→ RECORD EXTRACTS
/---

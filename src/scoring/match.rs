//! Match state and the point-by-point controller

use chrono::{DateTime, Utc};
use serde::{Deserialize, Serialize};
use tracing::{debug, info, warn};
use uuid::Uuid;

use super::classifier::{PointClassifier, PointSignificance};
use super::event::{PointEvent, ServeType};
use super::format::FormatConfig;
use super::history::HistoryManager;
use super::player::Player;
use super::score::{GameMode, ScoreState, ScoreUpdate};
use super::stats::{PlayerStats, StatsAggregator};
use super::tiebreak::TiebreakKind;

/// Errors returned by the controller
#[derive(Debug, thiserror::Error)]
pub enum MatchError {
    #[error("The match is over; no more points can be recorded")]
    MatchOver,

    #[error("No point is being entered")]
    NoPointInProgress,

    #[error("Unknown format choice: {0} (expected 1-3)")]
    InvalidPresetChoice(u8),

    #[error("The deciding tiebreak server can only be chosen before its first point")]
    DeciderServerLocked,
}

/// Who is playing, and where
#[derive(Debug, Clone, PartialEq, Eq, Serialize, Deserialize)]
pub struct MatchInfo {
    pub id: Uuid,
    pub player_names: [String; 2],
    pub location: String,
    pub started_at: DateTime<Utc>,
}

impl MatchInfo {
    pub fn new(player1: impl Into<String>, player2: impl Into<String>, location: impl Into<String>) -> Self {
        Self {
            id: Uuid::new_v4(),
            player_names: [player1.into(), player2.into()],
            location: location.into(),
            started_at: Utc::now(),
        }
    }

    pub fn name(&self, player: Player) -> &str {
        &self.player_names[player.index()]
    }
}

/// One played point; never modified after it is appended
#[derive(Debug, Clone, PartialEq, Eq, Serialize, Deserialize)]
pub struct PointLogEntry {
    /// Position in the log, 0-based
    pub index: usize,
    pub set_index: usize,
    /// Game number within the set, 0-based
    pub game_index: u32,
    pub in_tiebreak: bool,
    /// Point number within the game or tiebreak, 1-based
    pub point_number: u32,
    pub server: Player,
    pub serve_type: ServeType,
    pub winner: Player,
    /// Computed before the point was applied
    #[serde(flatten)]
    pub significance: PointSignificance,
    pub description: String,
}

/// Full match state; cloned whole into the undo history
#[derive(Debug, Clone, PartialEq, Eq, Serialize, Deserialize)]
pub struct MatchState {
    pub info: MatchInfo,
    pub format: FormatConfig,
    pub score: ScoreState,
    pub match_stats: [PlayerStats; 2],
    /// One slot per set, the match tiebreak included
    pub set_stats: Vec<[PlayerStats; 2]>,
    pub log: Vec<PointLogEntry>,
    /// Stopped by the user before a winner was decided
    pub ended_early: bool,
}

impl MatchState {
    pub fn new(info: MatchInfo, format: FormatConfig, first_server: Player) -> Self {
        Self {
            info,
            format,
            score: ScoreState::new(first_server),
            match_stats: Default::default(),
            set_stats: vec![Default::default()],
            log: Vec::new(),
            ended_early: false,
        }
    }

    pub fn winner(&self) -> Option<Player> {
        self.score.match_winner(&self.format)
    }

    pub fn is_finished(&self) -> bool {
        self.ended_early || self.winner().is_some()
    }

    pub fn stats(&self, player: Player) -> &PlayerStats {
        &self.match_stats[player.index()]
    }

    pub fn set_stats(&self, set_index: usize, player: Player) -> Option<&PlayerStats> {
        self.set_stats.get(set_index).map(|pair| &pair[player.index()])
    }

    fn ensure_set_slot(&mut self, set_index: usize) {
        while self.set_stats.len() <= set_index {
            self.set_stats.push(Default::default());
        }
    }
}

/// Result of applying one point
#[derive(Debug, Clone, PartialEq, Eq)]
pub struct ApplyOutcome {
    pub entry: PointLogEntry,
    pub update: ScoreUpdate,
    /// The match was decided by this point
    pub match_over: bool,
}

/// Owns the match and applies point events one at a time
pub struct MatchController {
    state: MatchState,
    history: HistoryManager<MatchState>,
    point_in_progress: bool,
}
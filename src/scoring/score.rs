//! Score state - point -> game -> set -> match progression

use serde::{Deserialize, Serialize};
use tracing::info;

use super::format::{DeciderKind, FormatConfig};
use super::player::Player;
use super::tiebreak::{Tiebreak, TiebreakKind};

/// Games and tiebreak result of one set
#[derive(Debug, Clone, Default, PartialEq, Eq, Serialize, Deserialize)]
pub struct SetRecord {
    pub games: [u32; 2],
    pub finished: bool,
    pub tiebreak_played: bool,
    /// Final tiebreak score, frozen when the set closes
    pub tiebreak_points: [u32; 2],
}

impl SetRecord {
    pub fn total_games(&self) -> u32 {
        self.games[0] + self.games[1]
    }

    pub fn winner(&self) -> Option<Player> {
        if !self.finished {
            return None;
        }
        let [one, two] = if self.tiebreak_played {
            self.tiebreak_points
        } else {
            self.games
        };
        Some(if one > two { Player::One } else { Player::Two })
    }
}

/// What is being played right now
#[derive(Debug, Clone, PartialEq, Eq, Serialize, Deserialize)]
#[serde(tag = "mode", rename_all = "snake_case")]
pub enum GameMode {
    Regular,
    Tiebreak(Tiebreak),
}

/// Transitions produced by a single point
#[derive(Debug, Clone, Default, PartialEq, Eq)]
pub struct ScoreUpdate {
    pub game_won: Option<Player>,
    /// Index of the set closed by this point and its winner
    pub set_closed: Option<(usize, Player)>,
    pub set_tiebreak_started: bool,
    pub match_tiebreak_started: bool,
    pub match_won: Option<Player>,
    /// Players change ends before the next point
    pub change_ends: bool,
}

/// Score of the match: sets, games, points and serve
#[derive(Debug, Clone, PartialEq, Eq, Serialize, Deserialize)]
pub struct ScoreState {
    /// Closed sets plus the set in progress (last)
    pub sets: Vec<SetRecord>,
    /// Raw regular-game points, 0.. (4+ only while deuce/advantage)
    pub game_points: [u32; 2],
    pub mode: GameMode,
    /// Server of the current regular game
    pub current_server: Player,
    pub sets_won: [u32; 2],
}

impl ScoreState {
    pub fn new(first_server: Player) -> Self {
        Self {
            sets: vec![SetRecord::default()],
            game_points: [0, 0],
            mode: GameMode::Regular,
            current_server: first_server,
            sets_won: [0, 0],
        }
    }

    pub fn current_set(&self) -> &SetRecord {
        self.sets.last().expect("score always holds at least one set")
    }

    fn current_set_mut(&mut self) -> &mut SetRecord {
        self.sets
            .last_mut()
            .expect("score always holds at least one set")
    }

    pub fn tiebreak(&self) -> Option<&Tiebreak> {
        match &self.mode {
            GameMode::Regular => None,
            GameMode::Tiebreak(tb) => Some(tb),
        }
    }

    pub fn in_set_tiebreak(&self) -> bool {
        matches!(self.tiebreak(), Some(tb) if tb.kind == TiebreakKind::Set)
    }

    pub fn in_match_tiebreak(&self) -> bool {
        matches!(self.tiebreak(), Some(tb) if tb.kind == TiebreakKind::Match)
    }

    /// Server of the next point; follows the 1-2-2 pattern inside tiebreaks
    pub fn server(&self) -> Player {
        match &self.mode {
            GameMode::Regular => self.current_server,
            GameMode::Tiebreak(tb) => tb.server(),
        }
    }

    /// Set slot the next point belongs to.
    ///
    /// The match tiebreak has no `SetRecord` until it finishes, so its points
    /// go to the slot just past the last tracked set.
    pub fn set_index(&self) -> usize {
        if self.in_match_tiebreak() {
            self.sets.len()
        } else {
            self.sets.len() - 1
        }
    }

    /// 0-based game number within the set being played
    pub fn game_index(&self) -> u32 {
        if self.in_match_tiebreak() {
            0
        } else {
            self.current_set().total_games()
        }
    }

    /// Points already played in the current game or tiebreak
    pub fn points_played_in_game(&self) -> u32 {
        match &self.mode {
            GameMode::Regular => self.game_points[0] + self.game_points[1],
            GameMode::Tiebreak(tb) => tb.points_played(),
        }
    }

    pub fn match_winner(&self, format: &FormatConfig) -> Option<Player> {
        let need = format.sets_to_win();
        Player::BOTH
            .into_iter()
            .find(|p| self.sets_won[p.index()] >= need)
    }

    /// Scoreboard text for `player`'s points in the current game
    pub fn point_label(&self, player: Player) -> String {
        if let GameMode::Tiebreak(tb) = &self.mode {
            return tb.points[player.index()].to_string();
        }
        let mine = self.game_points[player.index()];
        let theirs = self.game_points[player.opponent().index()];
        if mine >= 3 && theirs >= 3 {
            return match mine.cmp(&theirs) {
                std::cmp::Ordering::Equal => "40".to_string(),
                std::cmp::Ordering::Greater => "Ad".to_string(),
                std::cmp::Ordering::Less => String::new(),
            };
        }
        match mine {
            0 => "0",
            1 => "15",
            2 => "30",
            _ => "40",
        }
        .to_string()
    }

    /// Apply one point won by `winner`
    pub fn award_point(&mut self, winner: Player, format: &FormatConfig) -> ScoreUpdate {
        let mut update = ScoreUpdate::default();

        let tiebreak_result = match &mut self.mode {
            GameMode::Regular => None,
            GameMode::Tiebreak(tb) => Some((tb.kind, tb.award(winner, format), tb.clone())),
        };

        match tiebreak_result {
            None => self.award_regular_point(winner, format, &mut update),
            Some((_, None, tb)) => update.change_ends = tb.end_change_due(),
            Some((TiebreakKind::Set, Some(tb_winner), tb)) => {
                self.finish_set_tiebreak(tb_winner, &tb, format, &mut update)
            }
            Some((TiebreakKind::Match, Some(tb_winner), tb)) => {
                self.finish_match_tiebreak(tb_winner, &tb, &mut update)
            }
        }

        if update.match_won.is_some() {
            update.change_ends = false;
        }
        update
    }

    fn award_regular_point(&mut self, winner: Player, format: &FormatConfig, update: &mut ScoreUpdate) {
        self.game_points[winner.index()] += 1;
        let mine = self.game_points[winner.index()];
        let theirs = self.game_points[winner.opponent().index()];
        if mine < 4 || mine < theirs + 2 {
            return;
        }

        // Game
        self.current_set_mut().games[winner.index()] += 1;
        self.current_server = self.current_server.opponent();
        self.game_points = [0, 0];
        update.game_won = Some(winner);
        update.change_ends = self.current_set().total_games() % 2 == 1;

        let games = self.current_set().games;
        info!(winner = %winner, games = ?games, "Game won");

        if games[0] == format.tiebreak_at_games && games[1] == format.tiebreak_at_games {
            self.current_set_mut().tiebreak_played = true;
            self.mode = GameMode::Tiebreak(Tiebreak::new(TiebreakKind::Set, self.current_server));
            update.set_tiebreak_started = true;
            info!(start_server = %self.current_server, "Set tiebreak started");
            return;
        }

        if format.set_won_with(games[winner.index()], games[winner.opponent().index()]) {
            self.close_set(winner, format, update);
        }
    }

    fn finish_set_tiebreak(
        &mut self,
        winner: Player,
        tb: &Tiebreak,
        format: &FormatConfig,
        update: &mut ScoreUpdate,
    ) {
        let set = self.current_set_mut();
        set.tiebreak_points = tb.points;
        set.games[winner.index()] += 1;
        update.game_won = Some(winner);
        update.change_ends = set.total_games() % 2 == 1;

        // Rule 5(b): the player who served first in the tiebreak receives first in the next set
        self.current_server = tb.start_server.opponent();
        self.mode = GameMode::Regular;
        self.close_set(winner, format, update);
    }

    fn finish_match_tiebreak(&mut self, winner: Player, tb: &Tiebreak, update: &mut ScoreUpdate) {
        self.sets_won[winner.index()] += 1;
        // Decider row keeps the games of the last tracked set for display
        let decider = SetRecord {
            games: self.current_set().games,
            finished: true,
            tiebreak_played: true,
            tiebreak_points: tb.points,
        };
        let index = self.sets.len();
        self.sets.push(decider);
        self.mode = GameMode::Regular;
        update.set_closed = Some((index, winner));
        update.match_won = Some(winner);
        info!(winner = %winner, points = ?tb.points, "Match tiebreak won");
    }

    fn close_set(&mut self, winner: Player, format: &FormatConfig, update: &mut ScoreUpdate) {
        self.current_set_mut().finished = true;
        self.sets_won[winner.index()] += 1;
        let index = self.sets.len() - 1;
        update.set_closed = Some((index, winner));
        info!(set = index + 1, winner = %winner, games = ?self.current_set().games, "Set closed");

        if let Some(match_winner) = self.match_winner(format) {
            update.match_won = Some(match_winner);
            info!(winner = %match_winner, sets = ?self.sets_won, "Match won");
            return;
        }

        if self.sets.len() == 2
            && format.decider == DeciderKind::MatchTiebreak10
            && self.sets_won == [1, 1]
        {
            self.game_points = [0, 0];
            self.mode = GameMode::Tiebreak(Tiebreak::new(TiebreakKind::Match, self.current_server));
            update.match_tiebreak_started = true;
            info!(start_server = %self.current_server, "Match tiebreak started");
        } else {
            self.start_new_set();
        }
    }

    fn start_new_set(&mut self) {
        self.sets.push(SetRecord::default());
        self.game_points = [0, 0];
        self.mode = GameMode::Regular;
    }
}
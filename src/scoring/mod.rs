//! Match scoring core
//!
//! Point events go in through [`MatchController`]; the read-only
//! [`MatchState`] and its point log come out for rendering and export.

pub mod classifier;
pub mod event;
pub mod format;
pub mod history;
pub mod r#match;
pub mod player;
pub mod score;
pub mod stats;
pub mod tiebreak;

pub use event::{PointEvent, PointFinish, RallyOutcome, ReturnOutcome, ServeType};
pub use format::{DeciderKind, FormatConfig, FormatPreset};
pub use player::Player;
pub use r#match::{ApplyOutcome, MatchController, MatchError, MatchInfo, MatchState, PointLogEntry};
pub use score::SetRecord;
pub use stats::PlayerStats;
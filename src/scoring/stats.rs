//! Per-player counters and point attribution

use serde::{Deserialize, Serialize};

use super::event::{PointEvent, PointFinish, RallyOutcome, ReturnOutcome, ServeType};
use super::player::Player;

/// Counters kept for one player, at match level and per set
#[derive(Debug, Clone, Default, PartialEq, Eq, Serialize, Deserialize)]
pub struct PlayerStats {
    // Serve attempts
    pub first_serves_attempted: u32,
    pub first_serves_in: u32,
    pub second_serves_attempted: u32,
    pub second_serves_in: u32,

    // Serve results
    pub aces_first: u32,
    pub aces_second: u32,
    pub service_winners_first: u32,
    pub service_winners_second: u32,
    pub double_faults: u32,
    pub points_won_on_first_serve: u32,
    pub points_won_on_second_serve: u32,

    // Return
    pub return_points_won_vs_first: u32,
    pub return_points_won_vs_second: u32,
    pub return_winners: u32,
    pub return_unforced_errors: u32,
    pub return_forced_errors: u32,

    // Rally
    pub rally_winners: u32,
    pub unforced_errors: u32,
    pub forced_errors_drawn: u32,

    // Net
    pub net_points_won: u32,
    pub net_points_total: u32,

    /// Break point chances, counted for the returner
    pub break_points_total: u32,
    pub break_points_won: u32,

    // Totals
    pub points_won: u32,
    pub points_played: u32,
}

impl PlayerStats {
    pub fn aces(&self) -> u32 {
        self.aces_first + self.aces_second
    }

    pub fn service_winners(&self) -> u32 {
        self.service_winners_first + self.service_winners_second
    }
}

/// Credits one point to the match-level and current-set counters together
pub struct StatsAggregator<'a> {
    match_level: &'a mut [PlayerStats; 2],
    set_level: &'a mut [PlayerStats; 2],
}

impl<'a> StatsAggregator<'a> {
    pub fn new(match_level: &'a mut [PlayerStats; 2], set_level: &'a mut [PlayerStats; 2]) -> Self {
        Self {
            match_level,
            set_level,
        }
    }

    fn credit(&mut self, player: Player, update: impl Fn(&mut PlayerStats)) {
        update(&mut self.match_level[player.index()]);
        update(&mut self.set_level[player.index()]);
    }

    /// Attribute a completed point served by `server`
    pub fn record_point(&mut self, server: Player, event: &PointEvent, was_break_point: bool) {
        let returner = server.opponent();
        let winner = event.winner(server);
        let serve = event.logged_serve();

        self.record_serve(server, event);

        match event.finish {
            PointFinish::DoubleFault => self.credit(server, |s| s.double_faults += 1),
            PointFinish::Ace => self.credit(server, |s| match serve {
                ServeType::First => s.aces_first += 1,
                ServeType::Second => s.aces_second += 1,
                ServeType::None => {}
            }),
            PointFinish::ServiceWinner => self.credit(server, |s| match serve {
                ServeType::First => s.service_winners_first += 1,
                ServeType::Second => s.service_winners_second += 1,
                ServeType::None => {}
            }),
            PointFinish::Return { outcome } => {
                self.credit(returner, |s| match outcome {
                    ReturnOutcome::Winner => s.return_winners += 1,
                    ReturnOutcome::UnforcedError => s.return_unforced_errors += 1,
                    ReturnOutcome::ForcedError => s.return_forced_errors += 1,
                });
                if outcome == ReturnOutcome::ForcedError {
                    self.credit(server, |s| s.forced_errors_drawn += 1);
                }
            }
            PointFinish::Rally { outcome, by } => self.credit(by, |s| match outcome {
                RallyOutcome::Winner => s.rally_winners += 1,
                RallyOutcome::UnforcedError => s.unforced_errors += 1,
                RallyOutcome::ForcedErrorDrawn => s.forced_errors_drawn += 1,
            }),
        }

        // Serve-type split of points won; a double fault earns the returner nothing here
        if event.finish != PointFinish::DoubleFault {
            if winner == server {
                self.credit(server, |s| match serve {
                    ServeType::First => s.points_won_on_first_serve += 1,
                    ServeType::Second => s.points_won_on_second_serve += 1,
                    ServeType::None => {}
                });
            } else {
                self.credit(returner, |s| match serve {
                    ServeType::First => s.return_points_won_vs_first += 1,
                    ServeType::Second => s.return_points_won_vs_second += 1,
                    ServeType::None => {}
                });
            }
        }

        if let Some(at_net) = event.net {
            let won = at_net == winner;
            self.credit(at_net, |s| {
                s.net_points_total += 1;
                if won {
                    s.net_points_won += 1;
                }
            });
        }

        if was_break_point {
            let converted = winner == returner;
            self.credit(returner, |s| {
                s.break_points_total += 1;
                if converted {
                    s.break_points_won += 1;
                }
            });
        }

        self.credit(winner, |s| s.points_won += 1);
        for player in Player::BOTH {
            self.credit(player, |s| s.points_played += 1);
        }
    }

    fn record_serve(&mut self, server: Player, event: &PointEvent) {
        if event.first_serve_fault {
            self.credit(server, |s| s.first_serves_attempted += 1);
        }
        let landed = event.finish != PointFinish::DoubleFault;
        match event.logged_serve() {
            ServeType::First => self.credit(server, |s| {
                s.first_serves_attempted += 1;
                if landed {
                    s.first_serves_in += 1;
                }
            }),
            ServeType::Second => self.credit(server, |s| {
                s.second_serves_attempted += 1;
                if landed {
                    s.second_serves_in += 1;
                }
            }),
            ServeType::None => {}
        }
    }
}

\---

→ REQUIRED WORK
Using the material above, report each line where "FormatConfig" occurs.

→ WRITTEN RESPONSE
use super::format::FormatConfig;
    pub format: FormatConfig,
    pub fn new(info: MatchInfo, format: FormatConfig, first_server: Player) -> Self {
use super::format::{DeciderKind, FormatConfig};
    pub fn match_winner(&self, format: &FormatConfig) -> Option<Player> {
    pub fn award_point(&mut self, winner: Player, format: &FormatConfig) -> ScoreUpdate {
    fn award_regular_point(&mut self, winner: Player, format: &FormatConfig, update: &mut ScoreUpdate) {
        format: &FormatConfig,
    fn close_set(&mut self, winner: Player, format: &FormatConfig, update: &mut ScoreUpdate) {
pub use format::{DeciderKind, FormatConfig, FormatPreset};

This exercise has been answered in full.